Wander. A lot of people use the phrase Staycation, now, and this is a similar sentiment. Get out in your city and explore. Try new restaurants, shop in new stores, and hike in new parks. The more you get out and see your community with fresh eyes, the less likely you are to feel sick of it. And on the other hand, schedule cool vacations. Getting away for a little bit can often help you feel more settled in your home. You know how much you want to sleep in your own bed after too many nights in a hotel. This helps to satisfy your urge to get away but also deepens your roots.
Dealing with the Anxiety of Not Moving
In some cases, your anxiety is beyond the cute moniker of Gypsy Syndrome. I’ve personally felt the persistent chest tightening, nausea, and tunnel vision that comes with moving anxiety. This is when you should consider counseling. We’ll be getting into the stigma of therapy in a later series, but for now, I think it’s really important to state that there is nothing wrong with getting help for mental health improvement.
Children growing up in the military have a lot of unresolved bitterness, trauma, grief, and other things that will lead to anxiety and depression as adults. Some of us are a lot better adjusted as adults, but some of us could use some help. That’s completely normal, and no one should feel like working toward self-improvement is bad.
The first step that we would recommend is finding a copy of Third Culture Kids by David C. Pollock and Ruth E. Van Reken. In terms of instant relief, this book will help you name your feelings and unpack the issues you packed in a cardboard box as a child but never reopened. You will feel like you aren’t so alone anymore. But this is really only Step One.

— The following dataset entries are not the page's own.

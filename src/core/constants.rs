// ============================================================================
// chore-list - Constants
// ============================================================================

/// Longest chore text (in characters, after trimming) accepted by
/// [`validate_text`](crate::validate_text).
pub const MAX_TEXT_LEN: usize = 100;

/// Capacity reserved by a list built without an explicit capacity.
pub const DEFAULT_CAPACITY: usize = 0;
// ============================================================================
// chore-list - Core Module
// Entry types, errors, constants, and caller-side validation
// ============================================================================

pub mod constants;
pub mod error;
pub mod types;
pub mod validate;

// Re-export commonly used items
pub use constants::*;
pub use error::{ListError, ListResult, ValidationError};
pub use types::{Action, Entry, EntryValue};
pub use validate::validate_text;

The second step is talking to a professional therapist. It helps to have the vocabulary in your toolbox to name your feelings, but you need someone to customize a process to work through whatever you’ve been through.

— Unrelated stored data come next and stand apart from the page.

//! HTTP server for the dashboard
//!
//! `cdiac-dash serve ./emissions.xlsx` → starts server, opens browser,
//! shows the dashboard. The dataset is loaded once before the listener
//! starts; every request after that is a pure function of the loaded
//! tables and the request's filter parameters.

use crate::dataset::schema::FuelType;
use crate::dataset::Dataset;
use crate::export;
use crate::figures;
use crate::filters::{
    self, ControlSet, FilterState, Grouping, GeographyCardinality, NavOption, Theme,
};
use serde::{Deserialize, Serialize};
use std::io;
use tiny_http::{Header, Method, Request, Response, Server};

// Embed the UI directly in the binary
const UI_HTML: &str = include_str!("ui.html");

#[derive(Serialize)]
struct ApiResponse<T> {
    ok: bool,
    data: Option<T>,
    error: Option<String>,
}

impl<T: Serialize> ApiResponse<T> {
    fn success(data: T) -> Self {
        Self { ok: true, data: Some(data), error: None }
    }
}

/// Raw filter parameters as they arrive from the UI. Multi-geography
/// selections are semicolon-separated - geography names themselves
/// contain commas.
#[derive(Debug, Serialize, Deserialize)]
pub struct FigureParams {
    #[serde(default = "default_nav")]
    pub nav: NavOption,
    #[serde(default = "default_fuel")]
    pub fuel: FuelType,
    #[serde(default)]
    pub source: String,
    #[serde(default)]
    pub source_a: String,
    #[serde(default)]
    pub source_b: String,
    #[serde(default)]
    pub geography: String,
    #[serde(default)]
    pub grouping: Grouping,
    #[serde(default)]
    pub year: Option<i32>,
    #[serde(default)]
    pub theme: Theme,
}

fn default_nav() -> NavOption {
    NavOption::CarbonAtlas
}
fn default_fuel() -> FuelType {
    FuelType::Totals
}

impl Default for FigureParams {
    fn default() -> Self {
        FigureParams {
            nav: default_nav(),
            fuel: default_fuel(),
            source: String::new(),
            source_a: String::new(),
            source_b: String::new(),
            geography: String::new(),
            grouping: Grouping::default(),
            year: None,
            theme: Theme::default(),
        }
    }
}

impl FigureParams {
    /// Coerce the raw parameters into a valid filter state.
    pub fn into_state(self) -> FilterState {
        let geographies: Vec<String> = self
            .geography
            .split(';')
            .map(str::trim)
            .filter(|g| !g.is_empty())
            .map(str::to_string)
            .collect();
        FilterState::resolve(
            self.nav,
            self.fuel,
            &self.source,
            &self.source_a,
            &self.source_b,
            geographies,
            self.grouping,
            self.year,
            self.theme,
        )
    }
}

/// Everything the UI needs to (re)build its control row after a
/// navigation or fuel-type change.
#[derive(Serialize)]
struct ControlsPayload {
    controls: ControlSet,
    sources: Vec<&'static str>,
    ternary_sources: Vec<&'static str>,
    geographies: Vec<String>,
    default_geographies: Vec<&'static str>,
    multi_geography: bool,
    years: Vec<i32>,
}

fn controls_payload(dataset: &Dataset, nav: NavOption, fuel: FuelType) -> ControlsPayload {
    let table = dataset.table(fuel);
    let (multi, defaults): (bool, Vec<&'static str>) = match filters::geography_cardinality(nav) {
        GeographyCardinality::Single { default } => (false, vec![default]),
        GeographyCardinality::Multi { defaults } => (true, defaults.to_vec()),
        GeographyCardinality::Hidden => (false, Vec::new()),
    };
    ControlsPayload {
        controls: ControlSet::for_nav(nav),
        sources: filters::source_options(nav, fuel),
        ternary_sources: filters::ternary_source_options(fuel),
        geographies: table.geographies().iter().map(|g| g.to_string()).collect(),
        default_geographies: defaults,
        multi_geography: multi,
        years: table.years(),
    }
}

/// Start server, open browser, serve the dashboard.
pub fn start(port: u16, dataset: Dataset) -> io::Result<()> {
    let addr = format!("127.0.0.1:{}", port);
    let server = Server::http(&addr)
        .map_err(|e| io::Error::new(io::ErrorKind::Other, e.to_string()))?;

    let url = format!("http://localhost:{}", port);
    eprintln!("\n\x1b[1;32m🌍 CDIAC Dashboard\x1b[0m");
    eprintln!("   {}", url);
    if let Some(year) = dataset.latest_year() {
        eprintln!("   Latest year: {}\n", year);
    }

    // Open browser
    let _ = open::that(&url);

    for request in server.incoming_requests() {
        if let Err(e) = handle_request(request, &dataset) {
            eprintln!("Error: {}", e);
        }
    }

    Ok(())
}

fn json_response(request: Request, json: String) -> io::Result<()> {
    let response = Response::from_string(json).with_header(
        Header::from_bytes(&b"Content-Type"[..], &b"application/json"[..]).unwrap(),
    );
    request.respond(response)
}

fn handle_request(mut request: Request, dataset: &Dataset) -> io::Result<()> {
    let url = request.url().to_string();
    let path = url.split('?').next().unwrap_or("/");
    let method = request.method().clone();

    match (&method, path) {
        // Serve embedded UI
        (&Method::Get, "/") => {
            let response = Response::from_string(UI_HTML).with_header(
                Header::from_bytes(&b"Content-Type"[..], &b"text/html"[..]).unwrap(),
            );
            request.respond(response)
        }

        // API: figure for the current filter state
        (&Method::Get, "/api/figure") | (&Method::Post, "/api/figure") => {
            let params = parse_params(&mut request)?;
            let state = params.into_state();
            eprintln!("→ {:?} {} {:?}", state.nav, state.fuel, state.source);

            let figure = figures::build(dataset, &state);
            let json = serde_json::to_string(&ApiResponse::success(figure))?;
            json_response(request, json)
        }

        // API: control row contents for a (nav, fuel) pair
        (&Method::Get, "/api/controls") => {
            let params = parse_params(&mut request)?;
            let payload = controls_payload(dataset, params.nav, params.fuel);
            let json = serde_json::to_string(&ApiResponse::success(payload))?;
            json_response(request, json)
        }

        // API: flattened table for the browser and the download page
        (&Method::Get, "/api/table") => {
            let params = parse_params(&mut request)?;
            let geography = params.geography.split(';').next().map(str::trim);
            let geography = geography.filter(|g| !g.is_empty());
            let view = export::table_view(dataset.table(params.fuel), geography);
            let json = serde_json::to_string(&ApiResponse::success(view))?;
            json_response(request, json)
        }

        // 404
        _ => {
            let response = Response::from_string("Not found").with_status_code(404);
            request.respond(response)
        }
    }
}

fn parse_params(request: &mut Request) -> io::Result<FigureParams> {
    let url = request.url().to_string();

    // Try query string
    if let Some(query) = url.split('?').nth(1) {
        if let Ok(params) = serde_urlencoded::from_str::<FigureParams>(query) {
            return Ok(params);
        }
    }

    // Try JSON body
    let mut body = String::new();
    request.as_reader().read_to_string(&mut body)?;
    if !body.is_empty() {
        if let Ok(params) = serde_json::from_str::<FigureParams>(&body) {
            return Ok(params);
        }
    }

    Ok(FigureParams::default())
}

Why Seeing a Therapist is Recommended
In a 2011 study of military brats in secondary school, 30% reported 2 or more weeks of depression symptoms the past year, and 25% admitted to contemplating suicide. The statistics were drawn from a subsample of 14,299 7th, 9th, and 11th-grade students in California. The study concluded that there was an increased risk of mental health issues, especially during wartime, and that additional mental health screening processes needed to be implemented to care for our children.
Unfortunately, anyone who grew up in the military knows how mental health treatment is regarded in a negative light. That’s why it’s so important that we, as adults, remove that stigma and get the help we need. I’m looking at that 1 in 4 statistic. A quarter of us considered ending our lives, but more than likely never got help. That scar tissue may still be causing you stress when it comes to putting down roots for the first time.

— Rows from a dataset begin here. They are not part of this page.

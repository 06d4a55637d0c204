//! Choropleth shaping
//!
//! One frame per year, each carrying parallel ISO-3166 code / value /
//! label vectors, plus a single color-scale bound computed from the whole
//! column. The bound deliberately spans every year, not just the frame
//! being shown: a per-frame bound would recolor the map as the animation
//! advances and make years visually incomparable.

use crate::dataset::regions;
use crate::dataset::table::EmissionsTable;
use serde::Serialize;

/// One year's worth of mappable observations, parallel-vector form.
#[derive(Debug, Clone, Serialize)]
pub struct AtlasFrame {
    pub year: i32,
    pub codes: Vec<&'static str>,
    pub values: Vec<f64>,
    pub labels: Vec<String>,
}

/// The shaped choropleth: every year's frame plus the shared scale bound.
#[derive(Debug, Clone, Serialize)]
pub struct Atlas {
    pub source: String,
    pub frames: Vec<AtlasFrame>,
    /// Color-scale upper bound: the column maximum across all years and
    /// all mappable geographies. Zero for an empty column.
    pub zmax: f64,
}

/// Shape `column` of `table` into per-year choropleth frames.
///
/// Aggregate rows (WORLD, regional blocs, annex blocs) are never mapped.
/// Geographies without an ISO code - historical entities, fishing zones -
/// are silently absent from the frame; that is dataset shape, not an
/// error. Absent observations are omitted, not zeroed.
pub fn shape_atlas(table: &EmissionsTable, column: &str) -> Atlas {
    let idx = table.column_index(column);

    let mut frames: Vec<AtlasFrame> = Vec::new();
    if let Some(idx) = idx {
        for year in table.years() {
            let mut frame = AtlasFrame {
                year,
                codes: Vec::new(),
                values: Vec::new(),
                labels: Vec::new(),
            };
            for row in table.rows().iter().filter(|r| r.year == year) {
                if regions::is_aggregate(&row.geography) {
                    continue;
                }
                let (Some(code), Some(value)) =
                    (regions::iso3(&row.geography), row.values[idx])
                else {
                    continue;
                };
                frame.codes.push(code);
                frame.values.push(value);
                frame.labels.push(row.geography.clone());
            }
            frames.push(frame);
        }
    }

    // Bound over every frame's values: mappable country rows only, so an
    // aggregate row can't blow out the scale.
    let zmax = frames
        .iter()
        .flat_map(|f| f.values.iter().copied())
        .fold(0.0_f64, f64::max);

    Atlas {
        source: column.to_string(),
        frames,
        zmax,
    }
}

There is no perfect answer to how to set down roots for the first time after a life measured by moves. There are a few things that you can do to prevent the feelings of Gypsy Syndrome like taking your time moving in, getting to know your neighbors and friends, and finding groups to join. There are also steps to take to heal the scars of past trauma like doing some research and seeking help through therapy.
We want you to feel grounded, safe, and balanced. This is a crucial part of transitioning from the military brat life to being an adult, whether military or civilian. You are important.